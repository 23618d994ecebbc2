//! Configuration infrastructure
//!
//! Settings come from two places:
//! 1. A layered file + environment source (`AppConfig::from_file`), used by
//!    the headless runner and deployments.
//! 2. A JSON file managed by `ConfigManager` in the user's config directory,
//!    created with defaults on first run.
//!
//! Both end in the same `AppConfig` and both are validated before use.

use anyhow::{Context, Result};
use serde::{Deserialize, Serialize};
use std::collections::HashMap;
use std::path::{Path, PathBuf};
use std::time::Duration;
use thiserror::Error;
use tokio::fs;
use tracing::{info, warn};

#[derive(Error, Debug)]
pub enum ConfigError {
    #[error("Failed to load config from file: {source}")]
    FileLoad {
        #[from]
        source: config::ConfigError,
    },

    #[error("Configuration validation failed: {message}")]
    Validation { message: String },
}

/// Complete application configuration
#[derive(Debug, Clone, Default, PartialEq, Serialize, Deserialize)]
#[serde(default)]
pub struct AppConfig {
    pub orchestrator: OrchestratorSettings,
    pub endpoint: EndpointConfig,
    pub database: DatabaseConfig,
    pub logging: LoggingConfig,
}

/// Knobs of the bulk run engine
#[derive(Debug, Clone, PartialEq, Eq, Serialize, Deserialize)]
#[serde(default)]
pub struct OrchestratorSettings {
    /// Products sent per batched request
    pub product_chunk_size: usize,

    /// Selected runs larger than this need explicit confirmation
    pub confirmation_threshold: usize,

    pub max_selected_stores: usize,
    pub max_selected_products: usize,

    /// Elapsed-time refresh period
    pub tick_interval_ms: u64,

    /// Capacity of the event broadcast channel
    pub event_buffer_size: usize,
}

impl OrchestratorSettings {
    pub fn tick_interval(&self) -> Duration {
        Duration::from_millis(self.tick_interval_ms)
    }
}

/// Cleaning backend location and HTTP behaviour
#[derive(Debug, Clone, PartialEq, Eq, Serialize, Deserialize)]
#[serde(default)]
pub struct EndpointConfig {
    pub base_url: String,
    pub products_path: String,
    pub stores_path: String,
    pub run_logs_path: String,
    pub request_timeout_seconds: u64,
    pub user_agent: String,
}

impl EndpointConfig {
    pub fn request_timeout(&self) -> Duration {
        Duration::from_secs(self.request_timeout_seconds)
    }
}

/// Where finished run logs go
#[derive(Debug, Clone, Copy, PartialEq, Eq, Serialize, Deserialize)]
#[serde(rename_all = "snake_case")]
pub enum RunLogBackend {
    /// Local SQLite activity timeline
    Sqlite,
    /// POST to the backend's log endpoint
    Http,
}

#[derive(Debug, Clone, PartialEq, Eq, Serialize, Deserialize)]
#[serde(default)]
pub struct DatabaseConfig {
    /// SQLite file; defaults to the application data directory
    pub path: Option<PathBuf>,
    pub max_connections: u32,
    pub run_log_backend: RunLogBackend,
    /// Timeline entries older than this are pruned at startup; 0 keeps all
    pub retention_days: u32,
}

/// Logging configuration settings
#[derive(Debug, Clone, PartialEq, Eq, Serialize, Deserialize)]
#[serde(default)]
pub struct LoggingConfig {
    /// Log level: "error", "warn", "info", "debug", "trace"
    pub level: String,

    /// Enable JSON formatted logs in the log file
    pub json_format: bool,

    pub console_output: bool,
    pub file_output: bool,

    /// Log directory; defaults to `<app data>/logs`
    pub log_dir: Option<PathBuf>,

    /// Number of log files to keep (older files will be deleted)
    pub max_files: u32,

    /// Enable automatic log cleanup on startup
    pub auto_cleanup_logs: bool,

    /// Module-specific log level filters (e.g., "sqlx": "warn")
    pub module_filters: HashMap<String, String>,
}

impl Default for OrchestratorSettings {
    fn default() -> Self {
        Self {
            product_chunk_size: defaults::PRODUCT_CHUNK_SIZE,
            confirmation_threshold: defaults::CONFIRMATION_THRESHOLD,
            max_selected_stores: defaults::MAX_SELECTED_STORES,
            max_selected_products: defaults::MAX_SELECTED_PRODUCTS,
            tick_interval_ms: defaults::TICK_INTERVAL_MS,
            event_buffer_size: defaults::EVENT_BUFFER_SIZE,
        }
    }
}

impl Default for EndpointConfig {
    fn default() -> Self {
        Self {
            base_url: defaults::ENDPOINT_BASE_URL.to_string(),
            products_path: defaults::PRODUCTS_PATH.to_string(),
            stores_path: defaults::STORES_PATH.to_string(),
            run_logs_path: defaults::RUN_LOGS_PATH.to_string(),
            request_timeout_seconds: defaults::REQUEST_TIMEOUT_SECONDS,
            user_agent: defaults::USER_AGENT.to_string(),
        }
    }
}

impl Default for DatabaseConfig {
    fn default() -> Self {
        Self {
            path: None,
            max_connections: defaults::DB_MAX_CONNECTIONS,
            run_log_backend: RunLogBackend::Sqlite,
            retention_days: defaults::RUN_LOG_RETENTION_DAYS,
        }
    }
}

impl Default for LoggingConfig {
    fn default() -> Self {
        Self {
            level: defaults::LOG_LEVEL.to_string(),
            json_format: defaults::LOG_JSON_FORMAT,
            console_output: defaults::LOG_CONSOLE_OUTPUT,
            file_output: defaults::LOG_FILE_OUTPUT,
            log_dir: None,
            max_files: defaults::LOG_MAX_FILES,
            auto_cleanup_logs: defaults::LOG_AUTO_CLEANUP,
            module_filters: {
                let mut filters = HashMap::new();
                filters.insert("sqlx".to_string(), "warn".to_string());
                filters.insert("reqwest".to_string(), "info".to_string());
                filters.insert("hyper".to_string(), "warn".to_string());
                filters.insert("tokio".to_string(), "info".to_string());
                filters.insert("catalog_bulk_ops".to_string(), "info".to_string());
                filters
            },
        }
    }
}

impl AppConfig {
    /// Load from a file, overridden by `BULKOPS_*` environment variables
    /// (`BULKOPS_ORCHESTRATOR__PRODUCT_CHUNK_SIZE=5`).
    pub fn from_file(path: &str) -> Result<Self, ConfigError> {
        let settings = config::Config::builder()
            .add_source(config::File::with_name(path))
            .add_source(
                config::Environment::with_prefix(defaults::ENV_PREFIX)
                    .prefix_separator("_")
                    .separator("__")
                    .try_parsing(true),
            )
            .build()?;

        let config: Self = settings.try_deserialize()?;
        config.validate()?;
        Ok(config)
    }

    pub fn validate(&self) -> Result<(), ConfigError> {
        let orchestrator = &self.orchestrator;
        for (name, value) in [
            ("product_chunk_size", orchestrator.product_chunk_size),
            ("confirmation_threshold", orchestrator.confirmation_threshold),
            ("max_selected_stores", orchestrator.max_selected_stores),
            ("max_selected_products", orchestrator.max_selected_products),
            ("event_buffer_size", orchestrator.event_buffer_size),
        ] {
            if value == 0 {
                return Err(ConfigError::Validation {
                    message: format!("orchestrator.{} must be greater than 0", name),
                });
            }
        }

        if orchestrator.tick_interval_ms == 0 {
            return Err(ConfigError::Validation {
                message: "orchestrator.tick_interval_ms must be greater than 0".to_string(),
            });
        }

        if self.endpoint.request_timeout_seconds == 0 {
            return Err(ConfigError::Validation {
                message: "endpoint.request_timeout_seconds must be greater than 0".to_string(),
            });
        }

        if url::Url::parse(&self.endpoint.base_url).is_err() {
            return Err(ConfigError::Validation {
                message: format!("endpoint.base_url '{}' is not a valid URL", self.endpoint.base_url),
            });
        }

        if self.database.max_connections == 0 {
            return Err(ConfigError::Validation {
                message: "database.max_connections must be greater than 0".to_string(),
            });
        }

        Ok(())
    }
}

/// Configuration manager for loading and saving settings
pub struct ConfigManager {
    config_path: PathBuf,
}

impl ConfigManager {
    /// Get the application configuration directory
    pub fn get_config_dir() -> Result<PathBuf> {
        let config_dir = dirs::config_dir()
            .context("Failed to get user config directory")?
            .join(defaults::APP_DIR_NAME);
        Ok(config_dir)
    }

    /// Get application data directory
    pub fn get_app_data_dir() -> Result<PathBuf> {
        let data_dir = dirs::data_local_dir()
            .context("Failed to get user data directory")?
            .join(defaults::APP_DIR_NAME);
        Ok(data_dir)
    }

    pub fn new() -> Result<Self> {
        let config_path = Self::get_config_dir()?.join(defaults::CONFIG_FILE_NAME);
        Ok(Self { config_path })
    }

    /// Manager over an explicit file, used by tests and `--config-json`
    pub fn with_path(config_path: impl Into<PathBuf>) -> Self {
        Self {
            config_path: config_path.into(),
        }
    }

    pub fn config_path(&self) -> &Path {
        &self.config_path
    }

    /// Load configuration, writing defaults on first run.
    ///
    /// A file that no longer parses is copied aside as `*.json.corrupted`
    /// and replaced by defaults.
    pub async fn load_config(&self) -> Result<AppConfig> {
        if !self.config_path.exists() {
            info!("🎉 First run detected - writing default configuration to {:?}", self.config_path);
            let default_config = AppConfig::default();
            self.save_config(&default_config).await?;
            return Ok(default_config);
        }

        let content = fs::read_to_string(&self.config_path)
            .await
            .context("Failed to read configuration file")?;

        match serde_json::from_str::<AppConfig>(&content) {
            Ok(config) => {
                config
                    .validate()
                    .with_context(|| format!("Invalid configuration in {:?}", self.config_path))?;
                info!("Loaded configuration from: {:?}", self.config_path);
                Ok(config)
            }
            Err(parse_error) => {
                warn!("⚠️ Configuration file could not be parsed: {}", parse_error);

                let backup_path = self.config_path.with_extension("json.corrupted");
                if let Err(e) = fs::copy(&self.config_path, &backup_path).await {
                    warn!("Failed to create backup of corrupted config: {}", e);
                } else {
                    info!("Backed up corrupted config to: {:?}", backup_path);
                }

                let default_config = AppConfig::default();
                self.save_config(&default_config)
                    .await
                    .context("Failed to save default configuration")?;
                info!("✅ Reset to default configuration");
                Ok(default_config)
            }
        }
    }

    /// Save configuration to file
    pub async fn save_config(&self, config: &AppConfig) -> Result<()> {
        if let Some(parent) = self.config_path.parent() {
            fs::create_dir_all(parent)
                .await
                .context("Failed to create config directory")?;
        }

        let content =
            serde_json::to_string_pretty(config).context("Failed to serialize configuration")?;
        fs::write(&self.config_path, content)
            .await
            .context("Failed to write configuration file")?;

        info!("Saved configuration to: {:?}", self.config_path);
        Ok(())
    }

    /// Load, modify and save in one step
    pub async fn update_config<F>(&self, updater: F) -> Result<AppConfig>
    where
        F: FnOnce(&mut AppConfig),
    {
        let mut config = self.load_config().await?;
        updater(&mut config);
        config.validate()?;
        self.save_config(&config).await?;
        Ok(config)
    }
}

/// Default configuration values
pub mod defaults {
    pub const APP_DIR_NAME: &str = "catalog-bulk-ops";
    pub const CONFIG_FILE_NAME: &str = "catalog_bulk_ops_config.json";
    pub const DATABASE_FILE_NAME: &str = "activity.db";
    pub const ENV_PREFIX: &str = "BULKOPS";

    /// Products per batched clean-up request
    pub const PRODUCT_CHUNK_SIZE: usize = 3;

    /// Selected runs above this size go through the confirm phase
    pub const CONFIRMATION_THRESHOLD: usize = 10;

    /// Manual selection caps. Both sit at or below the threshold, so with the
    /// defaults a hand-picked selection never reaches the confirm phase; raise
    /// `max_selected_products` above `confirmation_threshold` to use it.
    pub const MAX_SELECTED_STORES: usize = 5;
    pub const MAX_SELECTED_PRODUCTS: usize = 10;
    pub const TICK_INTERVAL_MS: u64 = 1000;
    pub const EVENT_BUFFER_SIZE: usize = 256;

    pub const ENDPOINT_BASE_URL: &str = "http://localhost:3000";
    pub const PRODUCTS_PATH: &str = "/api/admin/clean-products";
    pub const STORES_PATH: &str = "/api/admin/clean-store";
    pub const RUN_LOGS_PATH: &str = "/api/admin/activity-log";

    /// Store clean-ups regenerate descriptions and can take a while
    pub const REQUEST_TIMEOUT_SECONDS: u64 = 120;
    pub const USER_AGENT: &str = concat!("catalog-bulk-ops/", env!("CARGO_PKG_VERSION"));

    pub const DB_MAX_CONNECTIONS: u32 = 5;
    pub const RUN_LOG_RETENTION_DAYS: u32 = 90;
    pub const RECENT_RUN_LOGS_LIMIT: u32 = 20;

    pub const LOG_LEVEL: &str = "info";
    pub const LOG_JSON_FORMAT: bool = false;
    pub const LOG_CONSOLE_OUTPUT: bool = true;
    pub const LOG_FILE_OUTPUT: bool = true;
    pub const LOG_MAX_FILES: u32 = 5;
    pub const LOG_AUTO_CLEANUP: bool = true;
}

○ ○ ○ ○

■ Task directions
Out of the entries, pull every line that mentions "explicit".

■ Answer area
    /// Selected runs larger than this need explicit confirmation
    /// Manager over an explicit file, used by tests and `--config-json`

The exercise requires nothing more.